**EXERCISE**:
Starting at the line that has "timestamp (basic ISO-8601)" and stopping after the line that has "the access key", reproduce the listing below exactly; omit everything else.

=-=-=-=-=

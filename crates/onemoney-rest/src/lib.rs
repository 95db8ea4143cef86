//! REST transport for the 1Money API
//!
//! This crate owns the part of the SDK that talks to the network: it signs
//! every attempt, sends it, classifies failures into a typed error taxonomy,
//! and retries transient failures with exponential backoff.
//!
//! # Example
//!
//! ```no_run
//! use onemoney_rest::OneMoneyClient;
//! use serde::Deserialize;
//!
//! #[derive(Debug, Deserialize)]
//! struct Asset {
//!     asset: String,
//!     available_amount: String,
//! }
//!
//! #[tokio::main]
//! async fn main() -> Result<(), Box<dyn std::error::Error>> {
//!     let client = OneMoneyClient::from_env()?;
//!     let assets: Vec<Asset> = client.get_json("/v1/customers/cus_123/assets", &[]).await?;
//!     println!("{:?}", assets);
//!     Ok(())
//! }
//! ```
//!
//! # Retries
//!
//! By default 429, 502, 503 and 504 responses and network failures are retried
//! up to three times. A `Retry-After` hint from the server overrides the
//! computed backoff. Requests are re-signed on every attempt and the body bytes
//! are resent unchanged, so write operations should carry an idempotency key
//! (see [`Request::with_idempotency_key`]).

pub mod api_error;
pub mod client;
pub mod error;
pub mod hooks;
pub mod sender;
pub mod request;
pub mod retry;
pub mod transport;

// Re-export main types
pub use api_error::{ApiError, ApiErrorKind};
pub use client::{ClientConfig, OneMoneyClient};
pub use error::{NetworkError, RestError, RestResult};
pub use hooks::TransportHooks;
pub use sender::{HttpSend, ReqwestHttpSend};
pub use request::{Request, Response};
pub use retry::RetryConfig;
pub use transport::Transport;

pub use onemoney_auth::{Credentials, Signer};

=-=-=-=-=

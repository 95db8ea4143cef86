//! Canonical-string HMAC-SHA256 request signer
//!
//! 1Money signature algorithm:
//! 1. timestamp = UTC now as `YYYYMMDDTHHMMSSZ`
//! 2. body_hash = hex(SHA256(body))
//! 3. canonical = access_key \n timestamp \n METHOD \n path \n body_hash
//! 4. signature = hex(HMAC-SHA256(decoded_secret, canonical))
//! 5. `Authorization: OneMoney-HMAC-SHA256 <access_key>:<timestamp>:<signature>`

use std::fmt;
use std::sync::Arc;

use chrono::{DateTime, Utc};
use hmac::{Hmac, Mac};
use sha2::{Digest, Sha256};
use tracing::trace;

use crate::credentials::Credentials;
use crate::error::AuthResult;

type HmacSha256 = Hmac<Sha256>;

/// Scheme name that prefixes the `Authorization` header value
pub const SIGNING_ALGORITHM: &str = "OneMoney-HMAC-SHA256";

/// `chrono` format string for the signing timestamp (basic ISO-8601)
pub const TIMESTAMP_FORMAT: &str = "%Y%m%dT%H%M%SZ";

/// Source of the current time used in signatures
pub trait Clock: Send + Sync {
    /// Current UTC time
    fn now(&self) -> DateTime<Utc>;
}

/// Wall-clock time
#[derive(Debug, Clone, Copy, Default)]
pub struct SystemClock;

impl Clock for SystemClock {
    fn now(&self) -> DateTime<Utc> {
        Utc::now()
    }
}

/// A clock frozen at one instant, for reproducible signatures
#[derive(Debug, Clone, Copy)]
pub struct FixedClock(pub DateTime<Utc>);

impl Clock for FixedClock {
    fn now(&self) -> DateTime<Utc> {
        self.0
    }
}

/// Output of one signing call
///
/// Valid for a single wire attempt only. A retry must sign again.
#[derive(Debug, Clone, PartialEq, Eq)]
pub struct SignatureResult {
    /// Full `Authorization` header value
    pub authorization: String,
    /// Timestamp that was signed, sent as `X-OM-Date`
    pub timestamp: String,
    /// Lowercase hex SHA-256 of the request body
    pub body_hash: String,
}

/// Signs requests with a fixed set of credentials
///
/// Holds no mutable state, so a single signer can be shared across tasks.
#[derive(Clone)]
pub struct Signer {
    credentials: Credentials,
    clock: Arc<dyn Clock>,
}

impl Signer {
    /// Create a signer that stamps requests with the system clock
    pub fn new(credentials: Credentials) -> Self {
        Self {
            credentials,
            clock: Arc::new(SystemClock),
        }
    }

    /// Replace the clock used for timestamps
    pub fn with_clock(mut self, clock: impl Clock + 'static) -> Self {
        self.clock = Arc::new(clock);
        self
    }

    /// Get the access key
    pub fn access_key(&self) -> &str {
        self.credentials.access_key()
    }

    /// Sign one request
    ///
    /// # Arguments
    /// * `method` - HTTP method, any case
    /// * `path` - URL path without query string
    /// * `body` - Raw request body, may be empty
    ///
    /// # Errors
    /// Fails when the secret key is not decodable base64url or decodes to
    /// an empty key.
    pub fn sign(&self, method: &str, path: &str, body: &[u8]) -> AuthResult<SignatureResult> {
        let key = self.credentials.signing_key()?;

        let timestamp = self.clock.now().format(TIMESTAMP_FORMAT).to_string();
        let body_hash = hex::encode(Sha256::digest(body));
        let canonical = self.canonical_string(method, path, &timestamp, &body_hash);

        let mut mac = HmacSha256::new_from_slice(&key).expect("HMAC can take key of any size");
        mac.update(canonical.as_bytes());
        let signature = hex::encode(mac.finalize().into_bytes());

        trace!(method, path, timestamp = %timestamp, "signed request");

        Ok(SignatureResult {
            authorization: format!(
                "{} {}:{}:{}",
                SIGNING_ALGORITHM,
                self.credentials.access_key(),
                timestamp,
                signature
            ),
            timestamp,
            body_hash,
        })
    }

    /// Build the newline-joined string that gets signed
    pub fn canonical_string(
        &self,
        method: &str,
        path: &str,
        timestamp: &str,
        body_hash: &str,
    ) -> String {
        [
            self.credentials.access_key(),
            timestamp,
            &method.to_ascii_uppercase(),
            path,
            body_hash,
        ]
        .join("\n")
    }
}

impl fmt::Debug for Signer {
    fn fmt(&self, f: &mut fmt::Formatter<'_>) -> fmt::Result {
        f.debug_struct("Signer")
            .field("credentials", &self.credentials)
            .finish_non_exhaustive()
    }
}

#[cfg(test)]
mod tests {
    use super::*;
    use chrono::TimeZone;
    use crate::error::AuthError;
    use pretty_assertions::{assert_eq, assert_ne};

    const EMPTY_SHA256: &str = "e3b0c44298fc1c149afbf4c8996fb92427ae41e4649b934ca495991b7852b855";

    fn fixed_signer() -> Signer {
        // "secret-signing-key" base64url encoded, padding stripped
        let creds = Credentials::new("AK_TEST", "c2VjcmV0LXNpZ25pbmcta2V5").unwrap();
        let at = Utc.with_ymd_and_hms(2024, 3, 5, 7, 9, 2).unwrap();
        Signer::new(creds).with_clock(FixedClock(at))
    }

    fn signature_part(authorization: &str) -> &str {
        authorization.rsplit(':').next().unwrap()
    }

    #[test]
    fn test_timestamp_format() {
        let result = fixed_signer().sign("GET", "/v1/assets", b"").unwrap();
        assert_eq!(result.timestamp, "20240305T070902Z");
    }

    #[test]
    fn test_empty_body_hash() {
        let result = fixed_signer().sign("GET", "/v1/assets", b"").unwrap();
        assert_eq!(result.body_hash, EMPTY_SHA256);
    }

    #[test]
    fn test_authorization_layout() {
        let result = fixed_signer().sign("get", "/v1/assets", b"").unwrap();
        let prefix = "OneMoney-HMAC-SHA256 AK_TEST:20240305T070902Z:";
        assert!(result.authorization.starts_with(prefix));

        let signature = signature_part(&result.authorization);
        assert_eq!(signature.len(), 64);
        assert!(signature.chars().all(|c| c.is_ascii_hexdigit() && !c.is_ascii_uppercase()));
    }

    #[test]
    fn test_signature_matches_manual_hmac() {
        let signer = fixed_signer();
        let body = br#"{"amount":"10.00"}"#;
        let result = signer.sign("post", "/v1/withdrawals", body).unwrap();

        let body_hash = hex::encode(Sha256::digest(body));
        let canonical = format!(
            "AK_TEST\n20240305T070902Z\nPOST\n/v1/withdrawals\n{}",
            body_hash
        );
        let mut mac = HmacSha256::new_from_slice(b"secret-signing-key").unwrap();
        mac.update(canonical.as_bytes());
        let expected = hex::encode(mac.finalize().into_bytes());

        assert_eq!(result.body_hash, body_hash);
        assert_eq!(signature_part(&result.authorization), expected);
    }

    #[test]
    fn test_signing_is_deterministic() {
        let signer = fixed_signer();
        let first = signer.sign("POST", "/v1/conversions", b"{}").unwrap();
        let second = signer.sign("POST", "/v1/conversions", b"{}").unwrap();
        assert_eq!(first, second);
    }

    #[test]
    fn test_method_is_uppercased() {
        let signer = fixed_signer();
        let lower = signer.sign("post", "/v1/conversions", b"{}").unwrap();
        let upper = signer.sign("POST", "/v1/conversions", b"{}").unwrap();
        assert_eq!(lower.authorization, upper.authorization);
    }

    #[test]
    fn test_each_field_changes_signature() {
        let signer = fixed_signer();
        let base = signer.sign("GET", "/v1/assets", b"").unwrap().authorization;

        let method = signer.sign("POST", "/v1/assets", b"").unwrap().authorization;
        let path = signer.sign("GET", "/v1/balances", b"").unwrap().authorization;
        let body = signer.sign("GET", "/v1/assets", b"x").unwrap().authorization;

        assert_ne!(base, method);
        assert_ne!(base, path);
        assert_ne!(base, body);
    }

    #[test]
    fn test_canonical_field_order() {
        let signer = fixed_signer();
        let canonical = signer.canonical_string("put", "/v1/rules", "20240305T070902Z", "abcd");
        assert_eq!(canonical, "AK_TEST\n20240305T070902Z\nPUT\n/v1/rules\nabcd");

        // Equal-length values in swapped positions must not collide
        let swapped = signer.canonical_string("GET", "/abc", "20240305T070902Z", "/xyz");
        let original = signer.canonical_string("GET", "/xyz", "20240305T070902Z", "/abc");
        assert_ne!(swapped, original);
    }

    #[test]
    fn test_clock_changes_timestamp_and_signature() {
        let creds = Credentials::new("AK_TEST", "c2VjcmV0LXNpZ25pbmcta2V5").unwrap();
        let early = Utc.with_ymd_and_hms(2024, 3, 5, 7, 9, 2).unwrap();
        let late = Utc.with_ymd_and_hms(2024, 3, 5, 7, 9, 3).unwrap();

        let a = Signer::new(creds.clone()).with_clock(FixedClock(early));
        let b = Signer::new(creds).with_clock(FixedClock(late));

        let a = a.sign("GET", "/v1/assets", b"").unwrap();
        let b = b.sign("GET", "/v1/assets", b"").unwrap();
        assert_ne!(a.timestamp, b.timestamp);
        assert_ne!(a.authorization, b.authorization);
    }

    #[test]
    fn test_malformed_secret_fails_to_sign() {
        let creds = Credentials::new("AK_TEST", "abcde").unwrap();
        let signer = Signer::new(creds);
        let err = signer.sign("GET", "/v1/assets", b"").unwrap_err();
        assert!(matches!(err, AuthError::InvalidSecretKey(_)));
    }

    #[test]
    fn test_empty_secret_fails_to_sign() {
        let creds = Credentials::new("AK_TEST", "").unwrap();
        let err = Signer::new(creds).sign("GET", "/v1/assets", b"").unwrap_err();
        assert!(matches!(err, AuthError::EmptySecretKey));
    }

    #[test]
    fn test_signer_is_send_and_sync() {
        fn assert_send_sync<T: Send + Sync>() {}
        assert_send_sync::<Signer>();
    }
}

=-=-=-=-=

**RESULT OF THIS TASK**:
/// `chrono` format string for the signing timestamp (basic ISO-8601)
pub const TIMESTAMP_FORMAT: &str = "%Y%m%dT%H%M%SZ";

/// Source of the current time used in signatures
pub trait Clock: Send + Sync {
    /// Current UTC time
    fn now(&self) -> DateTime<Utc>;
}

/// Wall-clock time
#[derive(Debug, Clone, Copy, Default)]
pub struct SystemClock;

impl Clock for SystemClock {
    fn now(&self) -> DateTime<Utc> {
        Utc::now()
    }
}

/// A clock frozen at one instant, for reproducible signatures
#[derive(Debug, Clone, Copy)]
pub struct FixedClock(pub DateTime<Utc>);

impl Clock for FixedClock {
    fn now(&self) -> DateTime<Utc> {
        self.0
    }
}

/// Output of one signing call
///
/// Valid for a single wire attempt only. A retry must sign again.
#[derive(Debug, Clone, PartialEq, Eq)]
pub struct SignatureResult {
    /// Full `Authorization` header value
    pub authorization: String,
    /// Timestamp that was signed, sent as `X-OM-Date`
    pub timestamp: String,
    /// Lowercase hex SHA-256 of the request body
    pub body_hash: String,
}

/// Signs requests with a fixed set of credentials
///
/// Holds no mutable state, so a single signer can be shared across tasks.
#[derive(Clone)]
pub struct Signer {
    credentials: Credentials,
    clock: Arc<dyn Clock>,
}

impl Signer {
    /// Create a signer that stamps requests with the system clock
    pub fn new(credentials: Credentials) -> Self {
        Self {
            credentials,
            clock: Arc::new(SystemClock),
        }
    }

    /// Replace the clock used for timestamps
    pub fn with_clock(mut self, clock: impl Clock + 'static) -> Self {
        self.clock = Arc::new(clock);
        self
    }

    /// Get the access key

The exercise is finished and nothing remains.